2020年 08月 24日
「ホロウ・クラウン/嘆きの王冠 リチャード3世」
The Hollow Crown : Richard III」2016 UK

エドワードが王座につき弟のリチャードは兄をサポートするかに見えたが、王座を虎視眈々と狙うこの男は次々と邪魔者を消していく(エドワード4世は病死)。やがて念願の王座を手に入れリチャード3世となったが平和な日は訪れなかった…
リチャードは悪知恵が働く心がひねくれた人間だった。生まれつき背中にコブがある醜い体が劣等感をさらに高める。常にブツブツとつぶやき、イライラと机に指を叩きつける。
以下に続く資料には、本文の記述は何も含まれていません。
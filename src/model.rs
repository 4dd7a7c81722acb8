//! Domain model for shipment load planning.
//!
//! Defines the cargo entities (cartons, pallets, freight containers), the
//! derived planning artifacts (pallet shapes, inventories, container
//! manifests) and the error taxonomy shared across the planning pipeline.
//!
//! All dimensions are centimeters, all weights kilograms.

use std::collections::BTreeMap;

use serde::{Deserialize, Serialize};
use utoipa::ToSchema;

/// Global numerical tolerance for floating-point comparisons.
pub const EPSILON_GENERAL: f64 = 1e-6;

/// Rounds to two decimal places, the precision used for reported heights
/// and weights.
pub fn round2(value: f64) -> f64 {
    (value * 100.0).round() / 100.0
}

/// Validation error for request data.
#[derive(Debug, Clone)]
pub enum ValidationError {
    InvalidDimension(String),
    InvalidWeight(String),
    InvalidQuantity(String),
    InvalidConfiguration(String),
}

impl std::fmt::Display for ValidationError {
    fn fmt(&self, f: &mut std::fmt::Formatter<'_>) -> std::fmt::Result {
        match self {
            ValidationError::InvalidDimension(msg) => write!(f, "Invalid dimension: {}", msg),
            ValidationError::InvalidWeight(msg) => write!(f, "Invalid weight: {}", msg),
            ValidationError::InvalidQuantity(msg) => write!(f, "Invalid quantity: {}", msg),
            ValidationError::InvalidConfiguration(msg) => {
                write!(f, "Invalid configuration: {}", msg)
            }
        }
    }
}

impl std::error::Error for ValidationError {}

/// Failure modes of a planning call.
///
/// Planning either yields a full plan or one of these; there are no partial
/// results. An overweight plan is not an error, it is returned with
/// [`WeightStatus::Overweight`].
#[derive(Debug, Clone)]
pub enum PlanError {
    /// Request data was rejected before any packing was attempted.
    Validation(ValidationError),
    /// A single carton or pallet cannot fit into any configured container.
    Infeasible(String),
}

impl std::fmt::Display for PlanError {
    fn fmt(&self, f: &mut std::fmt::Formatter<'_>) -> std::fmt::Result {
        match self {
            PlanError::Validation(err) => err.fmt(f),
            PlanError::Infeasible(msg) => write!(f, "Infeasible shipment: {}", msg),
        }
    }
}

impl std::error::Error for PlanError {
    fn source(&self) -> Option<&(dyn std::error::Error + 'static)> {
        match self {
            PlanError::Validation(err) => Some(err),
            PlanError::Infeasible(_) => None,
        }
    }
}

impl From<ValidationError> for PlanError {
    fn from(err: ValidationError) -> Self {
        PlanError::Validation(err)
    }
}

/// Helper function to validate a single dimension (DRY principle).
fn validate_dimension(value: f64, name: &str) -> Result<(), ValidationError> {
    if value <= 0.0 || value.is_nan() || value.is_infinite() {
        return Err(ValidationError::InvalidDimension(format!(
            "{} must be positive, got: {}",
            name, value
        )));
    }
    Ok(())
}

/// Helper function to validate a weight (DRY principle).
fn validate_weight_value(value: f64, name: &str) -> Result<(), ValidationError> {
    if value <= 0.0 || value.is_nan() || value.is_infinite() {
        return Err(ValidationError::InvalidWeight(format!(
            "{} must be positive, got: {}",
            name, value
        )));
    }
    Ok(())
}

/// A single carton, the indivisible unit of cargo.
#[derive(Clone, Copy, Debug, PartialEq)]
pub struct Carton {
    pub length: f64,
    pub width: f64,
    pub height: f64,
    pub weight: f64,
}

impl Carton {
    /// Creates a carton after validating dimensions and weight.
    pub fn new(length: f64, width: f64, height: f64, weight: f64) -> Result<Self, ValidationError> {
        validate_dimension(length, "Carton length")?;
        validate_dimension(width, "Carton width")?;
        validate_dimension(height, "Carton height")?;
        validate_weight_value(weight, "Carton weight")?;
        Ok(Self {
            length,
            width,
            height,
            weight,
        })
    }
}

/// Empty pallet properties plus the warehouse stacking limit.
///
/// `max_stack_height` is the tallest built pallet (base included) the
/// warehouse will assemble; the container door-height limit caps it further
/// when shapes are derived.
#[derive(Clone, Copy, Debug, PartialEq)]
pub struct PalletSpec {
    pub length: f64,
    pub width: f64,
    pub height: f64,
    pub weight: f64,
    pub max_stack_height: f64,
}

impl PalletSpec {
    /// Creates a pallet spec after validating dimensions and weight.
    pub fn new(
        length: f64,
        width: f64,
        height: f64,
        weight: f64,
        max_stack_height: f64,
    ) -> Result<Self, ValidationError> {
        validate_dimension(length, "Pallet length")?;
        validate_dimension(width, "Pallet width")?;
        validate_dimension(height, "Pallet height")?;
        validate_weight_value(weight, "Pallet weight")?;
        validate_dimension(max_stack_height, "Maximum pallet height")?;
        Ok(Self {
            length,
            width,
            height,
            weight,
            max_stack_height,
        })
    }
}

/// One entry of the freight container catalog. Interior dimensions.
#[derive(Clone, Debug, PartialEq)]
pub struct ContainerType {
    pub name: String,
    pub length: f64,
    pub width: f64,
    pub height: f64,
}

impl ContainerType {
    pub fn new(name: &str, length: f64, width: f64, height: f64) -> Self {
        Self {
            name: name.to_string(),
            length,
            width,
            height,
        }
    }

    /// Interior volume, the key the catalog is ordered by.
    pub fn volume(&self) -> f64 {
        self.length * self.width * self.height
    }
}

/// The standard container catalog, ordered by ascending volumetric capacity.
pub fn standard_catalog() -> Vec<ContainerType> {
    vec![
        ContainerType::new("20' Standard", 590.0, 235.0, 239.0),
        ContainerType::new("40' Standard", 1203.0, 235.0, 239.0),
        ContainerType::new("40' High Cube", 1203.0, 235.0, 269.0),
    ]
}

/// Regulatory and physical limits that bound every plan.
///
/// Passed into the planner explicitly so the core stays free of hidden
/// process-wide state.
#[derive(Clone, Copy, Debug, PartialEq)]
pub struct FreightLimits {
    /// Per-container road transport weight limit in kg.
    pub road_weight_limit_kg: f64,
    /// Container door clearance; no built pallet may exceed it.
    pub door_height_cm: f64,
}

impl FreightLimits {
    pub const DEFAULT_ROAD_WEIGHT_LIMIT_KG: f64 = 19950.0;
    pub const DEFAULT_DOOR_HEIGHT_CM: f64 = 258.0;
}

impl Default for FreightLimits {
    fn default() -> Self {
        Self {
            road_weight_limit_kg: Self::DEFAULT_ROAD_WEIGHT_LIMIT_KG,
            door_height_cm: Self::DEFAULT_DOOR_HEIGHT_CM,
        }
    }
}

/// The three pallet build patterns a plan can use.
///
/// Base and Topper are reusable full-height shapes; at most one Remnant
/// absorbs the leftover cartons of a request.
#[derive(Clone, Copy, Debug, PartialEq, Eq, PartialOrd, Ord)]
pub enum ShapeKind {
    Base,
    Topper,
    Remnant,
}

impl ShapeKind {
    pub fn label(&self) -> &'static str {
        match self {
            ShapeKind::Base => "Base",
            ShapeKind::Topper => "Topper",
            ShapeKind::Remnant => "Remnant",
        }
    }
}

impl std::fmt::Display for ShapeKind {
    fn fmt(&self, f: &mut std::fmt::Formatter<'_>) -> std::fmt::Result {
        f.write_str(self.label())
    }
}

/// A pallet build pattern: layer count, cartons carried, and what the built
/// pallet measures and weighs.
#[derive(Clone, Copy, Debug, PartialEq)]
pub struct PalletShape {
    pub kind: ShapeKind,
    pub layers: u32,
    /// Cartons on one pallet of this shape.
    pub cartons: u32,
    /// Built height including the pallet base, rounded to 2 decimals.
    pub height: f64,
    /// Cartons plus the empty pallet, in kg.
    pub loaded_weight_kg: f64,
}

/// Pallet counts per shape, the working state of the shipment planner.
#[derive(Clone, Debug, Default, PartialEq)]
pub struct PalletInventory {
    counts: BTreeMap<ShapeKind, u32>,
}

impl PalletInventory {
    pub fn new() -> Self {
        Self::default()
    }

    pub fn add(&mut self, kind: ShapeKind, count: u32) {
        if count > 0 {
            *self.counts.entry(kind).or_insert(0) += count;
        }
    }

    pub fn count(&self, kind: ShapeKind) -> u32 {
        self.counts.get(&kind).copied().unwrap_or(0)
    }

    pub fn total_pallets(&self) -> u32 {
        self.counts.values().sum()
    }

    pub fn is_empty(&self) -> bool {
        self.total_pallets() == 0
    }

    /// Non-zero entries in shape order (Base, Topper, Remnant).
    pub fn iter(&self) -> impl Iterator<Item = (ShapeKind, u32)> + '_ {
        self.counts
            .iter()
            .filter(|&(_, &count)| count > 0)
            .map(|(&kind, &count)| (kind, count))
    }

    /// Removes one pallet of `kind`; returns false when none is left.
    pub fn take_one(&mut self, kind: ShapeKind) -> bool {
        match self.counts.get_mut(&kind) {
            Some(count) if *count > 0 => {
                *count -= 1;
                true
            }
            _ => false,
        }
    }

    /// Subtracts `other` entry-wise. Counts never go below zero.
    pub fn subtract(&mut self, other: &Self) {
        for (kind, count) in other.iter() {
            let entry = self.counts.entry(kind).or_insert(0);
            *entry = entry.saturating_sub(count);
        }
    }
}

/// A pallet shape and how many pallets of it one container carries.
#[derive(Clone, Copy, Debug, PartialEq)]
pub struct PalletCount {
    pub shape: PalletShape,
    pub count: u32,
}

/// What a single container carries.
#[derive(Clone, Debug, PartialEq)]
pub enum ManifestLoad {
    Pallets(Vec<PalletCount>),
    Cartons(u32),
}

/// One container of the final plan and its computed load.
#[derive(Clone, Debug, PartialEq)]
pub struct ContainerManifest {
    pub container: ContainerType,
    pub load: ManifestLoad,
    /// Cartons represented by this container, directly or via pallets.
    pub cartons: u32,
    pub total_weight_kg: f64,
}

/// Road-weight verdict for a whole plan.
///
/// Any single manifest exceeding the road weight limit flags the plan.
#[derive(Clone, Copy, Debug, PartialEq, Eq, Serialize, ToSchema)]
#[serde(rename_all = "SCREAMING_SNAKE_CASE")]
pub enum WeightStatus {
    Ok,
    Overweight,
}

/// Final planning result.
#[derive(Clone, Debug, PartialEq)]
pub struct ShipmentPlan {
    /// Aggregated summary, e.g. `2 x 40' High Cube & 1 x 20' Standard`.
    pub recommendation: String,
    pub manifests: Vec<ContainerManifest>,
    /// Pallets built across the shipment; `None` for floor-loaded plans.
    pub total_pallets: Option<u32>,
    pub total_weight_kg: f64,
    pub weight_status: WeightStatus,
}

/// How the cartons travel: loose on the container floor, or built onto
/// pallets first.
#[derive(Clone, Copy, Debug, PartialEq)]
pub enum ShipmentMode {
    FloorLoaded,
    Palletized(PalletSpec),
}

/// Validated planning input. All planning entities are derived freshly from
/// one of these per request; nothing outlives the call.
#[derive(Clone, Copy, Debug, PartialEq)]
pub struct ShipmentRequest {
    pub total_cartons: u32,
    pub carton: Carton,
    pub mode: ShipmentMode,
}

impl ShipmentRequest {
    pub fn new(
        total_cartons: u32,
        carton: Carton,
        mode: ShipmentMode,
    ) -> Result<Self, ValidationError> {
        if total_cartons == 0 {
            return Err(ValidationError::InvalidQuantity(
                "Total cartons must be at least 1".to_string(),
            ));
        }
        Ok(Self {
            total_cartons,
            carton,
            mode,
        })
    }
}

/// Wire form of the shipment mode selector.
#[derive(Clone, Copy, Debug, Default, PartialEq, Eq, Deserialize, Serialize, ToSchema)]
#[serde(rename_all = "snake_case")]
pub enum ShipmentType {
    FloorLoaded,
    #[default]
    Palletized,
}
そんなリチャードに側近のバッキンガム公や、生みの母セシルは恐怖を覚え始める。やがてセシルは”自分の子宮にいたのが間違いだった!”とリチャードに言い放つ。
セシル、王妃エリザベス、マーガレットはリチャードを呪い、ランカスター派のリッチモンド伯ヘンリー・テューダーはフランスから兵を集める。ボズワースの戦いでヘンリーはリチャードを倒し王座についた。そしてヘンリー7世が誕生する。
王座を狙うリチャードはエドワード4世の弟で、自身の兄クラレンス公ジョージを殺害。その上エドワード4世の邪魔な二人の王子も殺害するよう側近に命令する。
カンバーバッチが邪魔者(子供も…)を次々と殺害する悪魔のような男を演じているが、顔的にはあまり悪魔っぽく見えない。
ジュディ・デンチはさすがの貫禄。
リチャードは薔薇戦争最後を飾る王で戦死した最後のイングランド王。
ヘンリー7世はエドワード4世のプリンセスだったエリザベス・オブ・ヨークと結婚しヘンリー8世(エリザベス1世の父)が誕生した。
ヘンリー5世は平和を願い、息子ヘンリー6世も平和主義で敬虔な人物であり博愛心も合わせ持っていた。30年にも渡って争いが繰り返された王位をめぐる権力戦争である薔薇戦争(ヨーク家/白薔薇とランカスター家/赤薔薇の戦い)は終結したが、イングランドとフランスの間には薔薇戦争の前にも百年戦争があり、ナポレオンの時代(ナポレオン戦争/19世紀初頭)まで戦争は繰り返された。
グロスター公リチャード(リチャード3世)に「ホロウ・クラウン/嘆きの王冠 ヘンリー6世 Part2/2016」のベネディクト・カンバーバッチ。
ヨーク公夫人セシル・ネヴィルに「シェイクスピアの庭/2018」のジュディ・デンチ。
マーガレット・オブ・アンジュー(元王妃)に「ホロウ・クラウン/嘆きの王冠 ヘンリー6世 Part2」ソフィー・オコネドー。
王妃エリザベスに「ホロウ・クラウン/嘆きの王冠 ヘンリー6世 Part2」のキーリー・ホーズ。
エドワード4世に「ホロウ・クラウン/嘆きの王冠 ヘンリー6世 Part2」のジョフリー・ストリートフェイルド。
クラレンス公ジョージに「ホロウ・クラウン/嘆きの王冠 ヘンリー6世 Part2」のサム・トゥルートン。
バッキンガム公に「オン・ザ・ハイウェイ その夜、86分/2013」のベン・ダニエルズ。
アン・ネヴィル(リチャード3世の王妃)に「イントゥ・ザ・スカイ 気球で未来を変えたふたり/2019」のフィービー・フォックス。
リッチモンド伯ヘンリー・テューダーに「ボブという名の猫 幸せのハイタッチ/2016」のルーク・トレッダウェイ。
監督は「ホロウ・クラウン/嘆きの王冠 ヘンリー6世 Part2」のドミニク・クック。
ウィリアム・シェイクスピアの歴史劇を基に製作された「ホロウ・クラウン/嘆きの王冠」は素晴らしい作品だった。ヨーロッパ古典ものの大ファンなので、2017年に公開された時鑑賞できなくて残念だったが、今回2週間限定公開があり、1週間毎日シネ・リーブル池袋に通った。ゴージャスな歴史ドラマやはり劇場で観て良かった。
俳優たちもとてもゴージャスで、王を演じるベン・ウィショー、ジェレミー・アイアンズ、トム・ヒドルストン、トム・スターリッジ、ベネディクト・カンバーバッチ、そして王妃のソフィー・オコネドー。皆それぞれに素晴らしかったけど、やはりベン・ウィショーが最高だった。弱気のトム・スターリッジ&強気のソフィー・オコネドーのカップルもナイスだった。で、一番クールだったのはトム・ヒドルストン。これは役柄(ヘンリー5世)のせいもある。カンバーバッチに悪魔のように描かれる王は似合わない気もしたけど...。